What stands out about the list is its quality. As noted above, Hightower, Chung, Cannon and Bolden were all projected to see prominent action for the team this year due to their previous roles and the experience that they bring to the table as important members of New England’s Dynasty 2.0. Their decisions to opt-out stand out even more when compared to the rest of the league: only 20 non-Patriots have so far opted out, with Kansas City Chiefs guard Laurent Duvernay-Tardif the biggest name among the group.
This leads to a natural follow-up question: Why is it that the Patriots have so many players opt out compared to the NFL’s other 31 trams, and why are so many stars among them?
Speculating about players’ motives to decide on whether to take advantage of the voluntary or high-risk opt-out clause that was embedded into the Collective Bargaining Agreement is a fool’s errand, because every case is different. Dont’a Hightower, for example, welcomed his first child not even two weeks ago; Marcus Cannon is a high-risk player due to his history with non-Hodgkin’s lymphoma. Every player has his own reason why he made his decision one way or the other.
But why do the Patriots, as is so often the case, stand out? Besides each player’s personal motives there are two additional factors that may have had an impact, at least as far as timing is concerned. Both are tied directly to head coach Bill Belichick.
While Belichick has earned a reputation as a stoic, win-at-all-costs figure, this depiction is not entirely accurate. Make no mistake, he cares a lot about his players and their livelihoods, with his investment in the recent social protests just the latest example.

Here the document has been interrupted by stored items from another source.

//! Chat command parsing
//!
//! Commands are `/name [args...]`, optionally addressed as `/name@botname`.
//! Dates use the `DD/MM/YYYY` format.

use chrono::NaiveDate;

use crate::error::{PvpcError, Result};
use crate::logging::LogSelection;

/// Date format accepted in command arguments
pub const COMMAND_DATE_FORMAT: &str = "%d/%m/%Y";

/// Commands reserved to administrators
pub const ADMIN_COMMANDS: [&str; 5] = ["users", "logs", "errors", "op", "deop"];

/// A parsed chat command
#[derive(Debug, Clone, PartialEq, Eq)]
pub enum Command {
    Start,
    Help,
    /// Report for a day, today when absent
    Prices { date: Option<NaiveDate> },
    /// Report for the day after `date` (or after today)
    Next { date: Option<NaiveDate> },
    /// Sorted report, or cheapest windows of `width` hours when given
    Analysis {
        date: Option<NaiveDate>,
        width: Option<usize>,
    },
    Settings,
    Users,
    Logs(LogSelection),
    Errors(LogSelection),
    /// Grant admin rights; `None` when the argument is missing or malformed
    Op(Option<i64>),
    Deop(Option<i64>),
}

impl Command {
    /// Name without the leading slash
    pub fn name(&self) -> &'static str {
        match self {
            Self::Start => "start",
            Self::Help => "ayuda",
            Self::Prices { .. } => "precios",
            Self::Next { .. } => "siguientes",
            Self::Analysis { .. } => "analisis",
            Self::Settings => "ajustes",
            Self::Users => "users",
            Self::Logs(_) => "logs",
            Self::Errors(_) => "errors",
            Self::Op(_) => "op",
            Self::Deop(_) => "deop",
        }
    }

    pub fn is_admin(&self) -> bool {
        is_admin_command(self.name())
    }

    /// Parse a message text.
    ///
    /// `Ok(None)` for plain text, unknown commands and commands addressed to
    /// another bot. A malformed date argument is an error.
    pub fn parse(text: &str, bot_username: &str) -> Result<Option<Self>> {
        let Some(name) = command_name(text, bot_username) else {
            return Ok(None);
        };
        let args: Vec<&str> = text.split_whitespace().skip(1).collect();

        let command = match name {
            "start" => Self::Start,
            "ayuda" => Self::Help,
            "precios" => Self::Prices {
                date: first_date(&args)?,
            },
            "siguientes" => Self::Next {
                date: first_date(&args)?,
            },
            "analisis" => {
                let mut date = None;
                let mut width = None;
                for arg in &args {
                    if arg.contains('/') {
                        date.get_or_insert(parse_date(arg)?);
                    } else if let Ok(n) = arg.parse::<usize>() {
                        width.get_or_insert(n);
                    }
                }
                Self::Analysis { date, width }
            }
            "ajustes" => Self::Settings,
            "users" => Self::Users,
            "logs" => Self::Logs(log_selection(&args)?),
            "errors" => Self::Errors(log_selection(&args)?),
            "op" => Self::Op(args.first().and_then(|a| a.parse().ok())),
            "deop" => Self::Deop(args.first().and_then(|a| a.parse().ok())),
            _ => return Ok(None),
        };
        Ok(Some(command))
    }
}

/// Whether a command name is reserved to administrators
pub fn is_admin_command(name: &str) -> bool {
    ADMIN_COMMANDS.contains(&name)
}

/// Command name of a message without slash and bot suffix.
///
/// Returns `None` for non-commands and for commands addressed to a different
/// bot. An unset username (`"@"` or empty) accepts any suffix.
pub fn command_name<'a>(text: &'a str, bot_username: &str) -> Option<&'a str> {
    let first = text.split_whitespace().next()?.strip_prefix('/')?;
    let (name, target) = match first.split_once('@') {
        Some((name, target)) => (name, Some(target)),
        None => (first, None),
    };
    let own = bot_username.trim_start_matches('@');
    if let Some(target) = target
        && !own.is_empty()
        && !target.eq_ignore_ascii_case(own)
    {
        return None;
    }
    (!name.is_empty()).then_some(name)
}

fn parse_date(arg: &str) -> Result<NaiveDate> {
    NaiveDate::parse_from_str(arg, COMMAND_DATE_FORMAT)
        .map_err(|e| PvpcError::validation("date".to_string(), format!("'{}': {}", arg, e)))
}

fn first_date(args: &[&str]) -> Result<Option<NaiveDate>> {
    args.iter()
        .find(|a| a.contains('/'))
        .map(|a| parse_date(a))
        .transpose()
}

fn log_selection(args: &[&str]) -> Result<LogSelection> {
    match args.first() {
        None => Ok(LogSelection::Current),
        Some(arg) if arg.eq_ignore_ascii_case("all") => Ok(LogSelection::All),
        Some(arg) => Ok(LogSelection::Date(parse_date(arg)?)),
    }
}
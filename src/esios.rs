//! ESIOS (Red Eléctrica) upstream integration
//!
//! Raw indicator documents are fetched per calendar day, cached on disk and
//! handed to the analysis layer as JSON values.

pub mod cache;
pub mod client;
pub mod types;

pub use cache::{CacheStore, CacheWriter, CachedFetcher};
pub use client::{EsiosClient, RemoteSource};
pub use types::{Endpoint, IndicatorDocument, Zone};
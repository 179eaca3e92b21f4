use anyhow::{Context, Result};
use pvpc_bot::bot::{self, BotContext, CommandHandler, Outbox, TelegramOutbox};
use pvpc_bot::esios::{CacheStore, CacheWriter, CachedFetcher, EsiosClient};
use pvpc_bot::logging::init_logging;
use pvpc_bot::prices::PriceService;
use pvpc_bot::scheduler::DailyPush;
use pvpc_bot::settings::{FileSettingsStore, SettingsRepository, UserSettings};
use pvpc_bot::{APP_VERSION, Config};
use std::path::PathBuf;
use std::sync::Arc;
use teloxide::Bot;
use tokio::sync::watch;
use tracing::{error, info};

#[tokio::main]
async fn main() -> Result<()> {
    let explicit = std::env::args().nth(1).map(PathBuf::from);
    let config = Config::load(explicit.as_deref()).context("Failed to load configuration")?;
    config.validate().context("Invalid configuration")?;

    init_logging(&config.logging, &config.storage.logs_dir())
        .map_err(|e| anyhow::anyhow!("Failed to initialize logging: {}", e))?;
    info!("PVPC Bot {} starting up", APP_VERSION);

    let config = Arc::new(config);

    // Upstream documents: disk cache in front of the ESIOS API
    let store = Arc::new(CacheStore::new(config.storage.cache_dir()));
    let writer = CacheWriter::spawn(store.clone(), config.cache_writer_capacity);
    let client = EsiosClient::new(config.esios.clone())?;
    let fetcher = CachedFetcher::new(store, writer.clone(), Arc::new(client));

    let settings = FileSettingsStore::open(config.storage.settings_dir())?.with_defaults(
        UserSettings {
            zone: config.analysis.default_zone,
            ..UserSettings::default()
        },
    );
    let settings: Arc<dyn SettingsRepository> = Arc::new(settings);
    if config.telegram.admin_enabled {
        bot::ensure_admins(settings.as_ref(), &config.telegram.admins)?;
    }

    let ctx = Arc::new(BotContext::new(
        PriceService::new(fetcher),
        settings,
        config.clone(),
    )?);

    let telegram = Bot::new(&config.telegram.token);
    let outbox: Arc<dyn Outbox> = Arc::new(TelegramOutbox::new(telegram.clone()));
    let handler: Arc<dyn CommandHandler> = Arc::new(bot::build_handler(ctx.clone()));

    let (shutdown_tx, shutdown_rx) = watch::channel(false);
    let push_task = if config.schedule.enabled {
        let push = DailyPush::new(ctx.clone(), outbox.clone());
        let time = config.schedule.push_time()?;
        let tz = config.schedule.tz()?;
        Some(tokio::spawn(push.run(time, tz, shutdown_rx)))
    } else {
        info!("Daily push disabled");
        None
    };

    bot::transport::run(telegram, handler, outbox).await;

    info!("Dispatcher stopped, shutting down");
    let _ = shutdown_tx.send(true);
    if let Some(task) = push_task
        && let Err(e) = task.await
    {
        error!("Daily push task failed: {}", e);
    }
    writer.flush().await;
    info!("Shutdown complete");
    Ok(())
}
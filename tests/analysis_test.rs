mod common;

use common::{date, prices_doc, sample_prices, sections_doc};
use pvpc_bot::analysis::{
    DailySeries, PriceBand, TariffSection, aggregate, classify, find_windows, mean, percentile,
    summarize,
};
use pvpc_bot::esios::Zone;

fn sample_series() -> DailySeries {
    let prices = sample_prices();
    aggregate(
        &prices_doc(date(), &prices),
        &sections_doc(date(), prices.len()),
        Zone::Peninsula,
        date(),
    )
    .unwrap()
}

/// 0.10, 0.12, ... shuffled deterministically
fn stepped_series() -> DailySeries {
    let hourly: Vec<(f64, TariffSection)> = (0..24u32)
        .map(|i| {
            let k = (i * 7) % 24;
            (0.10 + 0.02 * f64::from(k), TariffSection::Mid)
        })
        .collect();
    DailySeries::from_hourly(date(), Zone::Peninsula, &hourly)
}

#[test]
fn aggregated_series_is_ordered_and_in_kwh() {
    let series = sample_series();
    assert_eq!(series.len(), 24);
    for (i, p) in series.points().iter().enumerate() {
        assert_eq!(p.hour_index, i);
    }
    assert!((series.points()[0].price - 0.120).abs() < 1e-12);
    assert_eq!(series.points()[0].tariff_section, TariffSection::Valley);
    assert_eq!(series.points()[11].tariff_section, TariffSection::Peak);
    assert_eq!(series.points()[9].tariff_section, TariffSection::Mid);
}

#[test]
fn other_zone_gets_its_own_values() {
    let prices = sample_prices();
    let series = aggregate(
        &prices_doc(date(), &prices),
        &sections_doc(date(), prices.len()),
        Zone::Canarias,
        date(),
    )
    .unwrap();
    assert!(series.points().iter().all(|p| (p.price - 0.5).abs() < 1e-12));
}

#[test]
fn percentile_uses_nearest_rank() {
    let series = stepped_series();
    let mut sorted: Vec<f64> = series.points().iter().map(|p| p.price).collect();
    sorted.sort_by(f64::total_cmp);

    // ceil(24 * 0.25) = 6
    assert_eq!(percentile(&series, 25), Some(sorted[6]));
    for p in 0..=100u8 {
        let v = percentile(&series, p).unwrap();
        assert!(sorted.contains(&v));
    }
    assert!(percentile(&series, 0).unwrap() <= percentile(&series, 100).unwrap());
}

#[test]
fn section_means_and_missing_sections() {
    let series = stepped_series();
    assert_eq!(mean(&series, Some(TariffSection::Peak)), 0.0);
    assert_eq!(mean(&series, Some(TariffSection::Valley)), 0.0);
    assert!((mean(&series, Some(TariffSection::Mid)) - mean(&series, None)).abs() < 1e-12);
}

#[test]
fn summary_of_sample_day() {
    let series = sample_series();
    let summary = summarize(&series, 25, 70).unwrap();
    assert_eq!(summary.min.hour_index, 4);
    assert_eq!(summary.max.hour_index, 19);
    assert!(summary.low_percentile <= summary.high_percentile);
    assert_eq!(summary.band(summary.max.price), PriceBand::High);
    assert_eq!(summary.band(summary.min.price), PriceBand::Valley);
    assert!(summary.section_mean(TariffSection::Peak) > summary.section_mean(TariffSection::Valley));
}

#[test]
fn boundary_price_is_mid_and_high_wins_first() {
    assert_eq!(classify(0.2, 0.1, 0.2), PriceBand::Mid);
    assert_eq!(classify(0.2000001, 0.1, 0.2), PriceBand::High);
    assert_eq!(classify(0.0999999, 0.1, 0.2), PriceBand::Valley);
}

#[test]
fn windows_match_brute_force() {
    let series = stepped_series();
    let prices: Vec<f64> = series.points().iter().map(|p| p.price).collect();
    let windows = find_windows(3, &series);
    assert_eq!(windows.len(), 22);

    let mut brute: Vec<(usize, f64)> = (0..=prices.len() - 3)
        .map(|s| (s, prices[s..s + 3].iter().sum()))
        .collect();
    brute.sort_by(|a, b| a.1.total_cmp(&b.1));

    for (w, (start, total)) in windows.iter().zip(&brute) {
        assert_eq!(w.start_hour, *start);
        assert!((w.total - total).abs() < 1e-9);
        assert_eq!(w.end_hour, (w.start_hour + 3) % 24);
    }
    assert!(windows.windows(2).all(|p| p[0].total <= p[1].total));
}

#[test]
fn window_count_for_every_width() {
    let series = sample_series();
    for w in 1..=26 {
        let expected = if w > 24 { 0 } else { 24 - w + 1 };
        assert_eq!(find_windows(w, &series).len(), expected);
    }
}
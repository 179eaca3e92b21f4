//! Transport-free command and callback handling
//!
//! Handlers turn an [`Incoming`] update into a list of [`Outgoing`] actions.
//! The Telegram transport executes those actions; tests inspect them.

use async_trait::async_trait;
use chrono::{NaiveDate, Utc};
use std::sync::Arc;

use crate::analysis::{find_windows, summarize};
use crate::bot::commands::{Command, command_name};
use crate::bot::keyboards::{Keyboard, keyboard_for};
use crate::chart::{chart_file_name, render_price_chart};
use crate::config::Config;
use crate::error::{PvpcError, Result};
use crate::esios::Zone;
use crate::logging::{LogKind, LogSelection, StructuredLogger, get_logger, read_logs};
use crate::prices::PriceService;
use crate::report::{
    HELP_MESSAGE, ReportOptions, SOMETHING_WENT_WRONG, SettingsPage, daily_report,
    settings_text, welcome_message, window_analysis,
};
use crate::settings::{ColorScheme, SNAPSHOT_FILE, SettingsRepository, UserSettings};

/// Chat an update came from
#[derive(Debug, Clone, PartialEq, Eq)]
pub struct Chat {
    pub id: i64,
    pub username: Option<String>,
}

/// An update received from a chat
#[derive(Debug, Clone)]
pub enum Incoming {
    Message {
        chat: Chat,
        text: String,
    },
    Callback {
        chat: Chat,
        message_id: i32,
        callback_id: String,
        data: String,
    },
}

impl Incoming {
    pub fn chat(&self) -> &Chat {
        match self {
            Self::Message { chat, .. } | Self::Callback { chat, .. } => chat,
        }
    }

    /// Command name of a message update (any bot suffix accepted)
    pub fn command_name(&self) -> Option<&str> {
        match self {
            Self::Message { text, .. } => command_name(text, ""),
            Self::Callback { .. } => None,
        }
    }

    /// `[ID: ..] [USERNAME: ..] [COMMAND|QUERY: ..]` line for the logs
    pub fn describe(&self) -> String {
        let chat = self.chat();
        let (kind, data) = match self {
            Self::Message { text, .. } => (
                "COMMAND",
                text.split_whitespace()
                    .next()
                    .filter(|t| t.starts_with('/'))
                    .unwrap_or_default()
                    .to_string(),
            ),
            Self::Callback { data, .. } => ("QUERY", data.clone()),
        };
        format!(
            "[ID: {}] [USERNAME: {}] [{}: {}]",
            chat.id,
            chat.username.as_deref().unwrap_or_default(),
            kind,
            data
        )
    }
}

/// An action for the transport to perform
#[derive(Debug, Clone, PartialEq)]
pub enum Outgoing {
    Text {
        chat_id: i64,
        text: String,
        keyboard: Option<Keyboard>,
    },
    Document {
        chat_id: i64,
        file_name: String,
        contents: Vec<u8>,
        caption: Option<String>,
    },
    Sticker {
        chat_id: i64,
        file_id: String,
    },
    AnswerCallback {
        callback_id: String,
        text: String,
    },
    EditText {
        chat_id: i64,
        message_id: i32,
        text: String,
        keyboard: Option<Keyboard>,
    },
}

impl Outgoing {
    pub fn text(chat_id: i64, text: impl Into<String>) -> Self {
        Self::Text {
            chat_id,
            text: text.into(),
            keyboard: None,
        }
    }

    /// Chat the action is addressed to, if any
    pub fn chat_id(&self) -> Option<i64> {
        match self {
            Self::Text { chat_id, .. }
            | Self::Document { chat_id, .. }
            | Self::Sticker { chat_id, .. }
            | Self::EditText { chat_id, .. } => Some(*chat_id),
            Self::AnswerCallback { .. } => None,
        }
    }
}

/// Handler interface shared by the command handler and its middleware
#[async_trait]
pub trait CommandHandler: Send + Sync {
    async fn handle(&self, incoming: &Incoming) -> Result<Vec<Outgoing>>;
}

/// Source of "today" in the configured timezone
pub type Clock = Arc<dyn Fn() -> NaiveDate + Send + Sync>;

/// Shared services used by the handlers and the daily push
pub struct BotContext {
    pub prices: PriceService,
    pub settings: Arc<dyn SettingsRepository>,
    pub config: Arc<Config>,
    clock: Clock,
}

impl BotContext {
    pub fn new(
        prices: PriceService,
        settings: Arc<dyn SettingsRepository>,
        config: Arc<Config>,
    ) -> Result<Self> {
        let tz = config.schedule.tz()?;
        let clock: Clock = Arc::new(move || Utc::now().with_timezone(&tz).date_naive());
        Ok(Self {
            prices,
            settings,
            config,
            clock,
        })
    }

    /// Replace the clock, e.g. to pin "today" in tests
    pub fn with_clock(mut self, clock: Clock) -> Self {
        self.clock = clock;
        self
    }

    pub fn today(&self) -> NaiveDate {
        (self.clock)()
    }

    fn report_options(&self) -> ReportOptions {
        ReportOptions {
            low_percentile: self.config.analysis.low_percentile,
            high_percentile: self.config.analysis.high_percentile,
            decimals: self.config.analysis.round_decimals,
        }
    }

    fn user_settings(&self, chat_id: i64) -> Result<UserSettings> {
        self.settings.register(chat_id)
    }

    /// Chart with the summary caption, followed by the hourly price list
    pub async fn report_messages(
        &self,
        chat_id: i64,
        date: NaiveDate,
        sorted: bool,
    ) -> Result<Vec<Outgoing>> {
        let settings = self.user_settings(chat_id)?;
        let opts = self.report_options();
        let series = self.prices.daily_series(date, settings.zone).await?;
        let summary = summarize(&series, opts.low_percentile, opts.high_percentile)?;
        let report = daily_report(&series, &summary, settings.color_scheme, sorted, &opts);
        let chart = render_price_chart(&series, &summary, settings.color_scheme)?;

        Ok(vec![
            Outgoing::Document {
                chat_id,
                file_name: chart_file_name(&series, settings.color_scheme),
                contents: chart.into_bytes(),
                caption: Some(report.summary),
            },
            Outgoing::text(chat_id, report.prices),
        ])
    }

    /// Cheapest windows of `width` consecutive hours
    pub async fn window_messages(
        &self,
        chat_id: i64,
        date: NaiveDate,
        width: usize,
    ) -> Result<Vec<Outgoing>> {
        if width == 0 {
            return Err(PvpcError::validation(
                "width".to_string(),
                "window width must be at least one hour".to_string(),
            ));
        }
        let settings = self.user_settings(chat_id)?;
        let opts = self.report_options();
        let series = self.prices.daily_series(date, settings.zone).await?;
        let summary = summarize(&series, opts.low_percentile, opts.high_percentile)?;
        let windows = find_windows(width, &series);
        let text = window_analysis(date, &summary, &windows, width, opts.decimals);
        Ok(vec![Outgoing::text(chat_id, text)])
    }
}

/// The bot's command and callback handler
pub struct PvpcHandler {
    ctx: Arc<BotContext>,
    logger: StructuredLogger,
}

impl PvpcHandler {
    pub fn new(ctx: Arc<BotContext>) -> Self {
        Self {
            ctx,
            logger: get_logger("bot"),
        }
    }

    async fn handle_command(&self, chat: &Chat, command: Command) -> Result<Vec<Outgoing>> {
        let ctx = &self.ctx;
        let chat_id = chat.id;
        match command {
            Command::Start => {
                ctx.settings.register(chat_id)?;
                Ok(vec![
                    Outgoing::text(chat_id, welcome_message(&ctx.config.telegram.username)),
                    Outgoing::Sticker {
                        chat_id,
                        file_id: ctx.config.telegram.welcome_sticker.clone(),
                    },
                ])
            }
            Command::Help => Ok(vec![Outgoing::text(chat_id, HELP_MESSAGE)]),
            Command::Prices { date } => {
                let date = date.unwrap_or_else(|| ctx.today());
                ctx.report_messages(chat_id, date, false).await
            }
            Command::Next { date } => {
                let date = date
                    .unwrap_or_else(|| ctx.today())
                    .succ_opt()
                    .ok_or_else(|| PvpcError::validation("date", "date out of range"))?;
                ctx.report_messages(chat_id, date, false).await
            }
            Command::Analysis { date, width } => {
                let date = date.unwrap_or_else(|| ctx.today());
                match width {
                    Some(width) => ctx.window_messages(chat_id, date, width).await,
                    None => ctx.report_messages(chat_id, date, true).await,
                }
            }
            Command::Settings => {
                let settings = ctx.settings.register(chat_id)?;
                Ok(vec![Outgoing::Text {
                    chat_id,
                    text: settings_text(SettingsPage::Settings, &settings),
                    keyboard: Some(keyboard_for(SettingsPage::Settings)),
                }])
            }
            Command::Users => {
                let path = ctx.settings.write_snapshot()?;
                Ok(vec![Outgoing::Document {
                    chat_id,
                    file_name: SNAPSHOT_FILE.to_string(),
                    contents: tokio::fs::read(&path).await?,
                    caption: None,
                }])
            }
            Command::Logs(selection) => self.log_document(chat_id, LogKind::Logs, selection).await,
            Command::Errors(selection) => {
                self.log_document(chat_id, LogKind::Errors, selection).await
            }
            Command::Op(target) => self.set_admin(chat_id, target, true),
            Command::Deop(target) => self.set_admin(chat_id, target, false),
        }
    }

    async fn log_document(
        &self,
        chat_id: i64,
        kind: LogKind,
        selection: LogSelection,
    ) -> Result<Vec<Outgoing>> {
        let doc = read_logs(&self.ctx.config.storage.logs_dir(), kind, selection).await?;
        Ok(vec![Outgoing::Document {
            chat_id,
            file_name: doc.file_name,
            contents: doc.contents,
            caption: None,
        }])
    }

    fn set_admin(&self, chat_id: i64, target: Option<i64>, admin: bool) -> Result<Vec<Outgoing>> {
        let Some(target) = target else {
            return Ok(vec![Outgoing::text(chat_id, SOMETHING_WENT_WRONG)]);
        };
        self.ctx.settings.update(target, &mut |s| s.admin = admin)?;
        self.logger.for_chat(chat_id).info(&format!(
            "Admin rights of {} set to {}",
            target, admin
        ));
        let verb = if admin { "OPed" } else { "DEOPed" };
        Ok(vec![
            Outgoing::text(chat_id, format!("{} user {}.", verb, target)),
            Outgoing::text(
                chat_id,
                format!("Ahora mismo los ADMINS son: {:?}", self.ctx.settings.admins()),
            ),
        ])
    }

    fn handle_callback(
        &self,
        chat: &Chat,
        message_id: i32,
        callback_id: &str,
        data: &str,
    ) -> Result<Vec<Outgoing>> {
        let (action, value) = data.split_once(':').ok_or_else(|| {
            PvpcError::validation("callback".to_string(), format!("malformed data '{}'", data))
        })?;
        let settings = &self.ctx.settings;

        let (page, answer) = match action {
            "keyboard" => {
                let page = SettingsPage::parse(value)?;
                let answer = if page == SettingsPage::Subscription {
                    settings.update(chat.id, &mut |s| s.subscribed = !s.subscribed)?;
                    "Subscripción actualizada.".to_string()
                } else {
                    String::new()
                };
                (page, answer)
            }
            "regions" => {
                let zone: Zone = value.parse()?;
                settings.update(chat.id, &mut |s| s.zone = zone)?;
                (SettingsPage::Regions, format!("Cambiada la región a {}", zone))
            }
            "colors" => {
                let scheme: ColorScheme = value.parse()?;
                settings.update(chat.id, &mut |s| s.color_scheme = scheme)?;
                (SettingsPage::Colors, format!("Cambiado el color a {}", scheme))
            }
            other => {
                return Err(PvpcError::validation(
                    "callback".to_string(),
                    format!("unknown action '{}'", other),
                ));
            }
        };

        let current = settings.register(chat.id)?;
        Ok(vec![
            Outgoing::AnswerCallback {
                callback_id: callback_id.to_string(),
                text: answer,
            },
            Outgoing::EditText {
                chat_id: chat.id,
                message_id,
                text: settings_text(page, &current),
                keyboard: Some(keyboard_for(page)),
            },
        ])
    }
}

#[async_trait]
impl CommandHandler for PvpcHandler {
    async fn handle(&self, incoming: &Incoming) -> Result<Vec<Outgoing>> {
        match incoming {
            Incoming::Message { chat, text } => {
                match Command::parse(text, &self.ctx.config.telegram.username)? {
                    Some(command) => self.handle_command(chat, command).await,
                    None => Ok(Vec::new()),
                }
            }
            Incoming::Callback {
                chat,
                message_id,
                callback_id,
                data,
            } => self.handle_callback(chat, *message_id, callback_id, data),
        }
    }
}
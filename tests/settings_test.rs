use pvpc_bot::esios::Zone;
use pvpc_bot::settings::{
    ColorScheme, FileSettingsStore, SNAPSHOT_FILE, SettingsRepository, UserSettings,
};

#[test]
fn mutations_are_persisted_immediately() {
    let dir = tempfile::tempdir().unwrap();
    let store = FileSettingsStore::open(dir.path()).unwrap();

    store.register(1).unwrap();
    store.update(1, &mut |s| s.zone = Zone::Baleares).unwrap();
    store
        .update(2, &mut |s| s.color_scheme = ColorScheme::Sections)
        .unwrap();

    let on_disk: UserSettings = serde_json::from_str(
        &std::fs::read_to_string(dir.path().join("1_settings.json")).unwrap(),
    )
    .unwrap();
    assert_eq!(on_disk.zone, Zone::Baleares);

    let reopened = FileSettingsStore::open(dir.path()).unwrap();
    assert_eq!(reopened.get(1).unwrap().zone, Zone::Baleares);
    assert_eq!(reopened.get(2).unwrap().color_scheme, ColorScheme::Sections);
    assert_eq!(reopened.all().len(), 2);
}

#[test]
fn subscribers_and_admins() {
    let dir = tempfile::tempdir().unwrap();
    let store = FileSettingsStore::open(dir.path()).unwrap();
    store.register(10).unwrap();
    store.update(20, &mut |s| s.subscribed = false).unwrap();
    store.update(30, &mut |s| s.admin = true).unwrap();

    assert_eq!(store.subscribers(), vec![10, 30]);
    assert_eq!(store.admins(), vec![30]);
    assert!(store.is_admin(30));
    assert!(!store.is_admin(10));
    assert!(!store.is_admin(99));
}

#[test]
fn defaults_apply_to_new_chats() {
    let dir = tempfile::tempdir().unwrap();
    let store = FileSettingsStore::open(dir.path())
        .unwrap()
        .with_defaults(UserSettings {
            zone: Zone::Canarias,
            ..UserSettings::default()
        });
    assert_eq!(store.register(5).unwrap().zone, Zone::Canarias);
}

#[test]
fn snapshot_roundtrip() {
    let dir = tempfile::tempdir().unwrap();
    let store = FileSettingsStore::open(dir.path().join("a")).unwrap();
    store.update(7, &mut |s| s.admin = true).unwrap();
    store.update(-100, &mut |s| s.subscribed = false).unwrap();

    let json: serde_json::Value = serde_json::from_str(&store.snapshot_json().unwrap()).unwrap();
    assert_eq!(json["7"]["admin"], true);
    assert_eq!(json["-100"]["subscribed"], false);

    let snapshot = store.write_snapshot().unwrap();
    assert_eq!(snapshot, dir.path().join("a").join(SNAPSHOT_FILE));
    let written: serde_json::Value =
        serde_json::from_str(&std::fs::read_to_string(&snapshot).unwrap()).unwrap();
    assert_eq!(written, json);
}

#[test]
fn snapshot_file_is_not_loaded_as_a_chat() {
    let dir = tempfile::tempdir().unwrap();
    let store = FileSettingsStore::open(dir.path()).unwrap();
    store.register(1).unwrap();
    store.write_snapshot().unwrap();

    let reopened = FileSettingsStore::open(dir.path()).unwrap();
    assert_eq!(reopened.all().len(), 1);
}
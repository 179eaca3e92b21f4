//! Inline keyboards of the settings menu

use crate::esios::Zone;
use crate::report::SettingsPage;
use crate::settings::ColorScheme;

#[derive(Debug, Clone, PartialEq, Eq)]
pub struct Button {
    pub text: String,
    pub callback_data: String,
}

impl Button {
    fn new(text: impl Into<String>, callback_data: impl Into<String>) -> Self {
        Self {
            text: text.into(),
            callback_data: callback_data.into(),
        }
    }
}

/// Transport-independent inline keyboard
#[derive(Debug, Clone, PartialEq, Eq, Default)]
pub struct Keyboard {
    pub rows: Vec<Vec<Button>>,
}

fn back() -> Vec<Button> {
    vec![Button::new("↩ Atras", "keyboard:settings")]
}

fn region(zone: Zone) -> Button {
    Button::new(format!("📍 {}", zone), format!("regions:{}", zone))
}

/// Keyboard shown with a settings page
pub fn keyboard_for(page: SettingsPage) -> Keyboard {
    let rows = match page {
        SettingsPage::Settings | SettingsPage::Subscription => vec![
            vec![Button::new("📰 Cambiar subscripción", "keyboard:subscription")],
            vec![
                Button::new("🗺 Cambiar Región", "keyboard:regions"),
                Button::new("📊 Cambiar colores", "keyboard:colors"),
            ],
        ],
        SettingsPage::Regions => vec![
            vec![region(Zone::Peninsula)],
            vec![region(Zone::Baleares), region(Zone::Canarias)],
            vec![region(Zone::Ceuta), region(Zone::Melilla)],
            back(),
        ],
        SettingsPage::Colors => vec![
            vec![
                Button::new(
                    "📈 Percentiles",
                    format!("colors:{}", ColorScheme::Percentiles),
                ),
                Button::new(
                    "⌛ Tramos reales",
                    format!("colors:{}", ColorScheme::Sections),
                ),
            ],
            back(),
        ],
    };
    Keyboard { rows }
}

There is little doubt the future Hall of Famer actively encouraged his players to take a thorough look at their options and personal situations before making any decision — it would be fully on-brand for him to do that based on his track record.
And those situations have created an environment that made it easy to opt out either due to personal (Hightower, Chung, Vitale) or physical reasons (Cannon). This is especially true for veteran players who have already had a solid income over the course of their careers.
“Four Patriots players that opted out [...] are 32, 30, 30 and 32 years old, respectively,” former New England linebacker Matt Chatham said on Twitter the other day about Cannon, Hightower, Bolden and Chung. “Different stuff going on at that life stage for an NFL player, not nearly as big of a surprise as it may seem. We start seeing 26/27-year-olds in midst of their first big free agency deal, different story.”
The second factor mentioned has to do with the Patriots’ roster construction process and Belichick’s drive to always be one step ahead of his competition. Having players report back early about their respective decisions is just the latest example of that. While a lot can still change between now and the opt-out deadline that comes no earlier than August 4th, the Patriots already have a first impression of their roster’s intentions that other teams simply may not have just yet.
Belichick encouraging his players to make decisions and to announce them sooner rather than later is also why the team reportedly feels it has reached the end of its opt-out phase already. Other clubs may just be at the beginning, meanwhile, while New England already can start surveying the free agency field and the remaining in-house talent for possible replacement options.
Ultimately, though, there is no one singular reason why the Patriots currently lead the league in opt-outs. Instead, a multitude of factors ranging from the team’s veteran-heavy roster, to personal situations, to the team’s head coach has likely had an impact on the recent developments.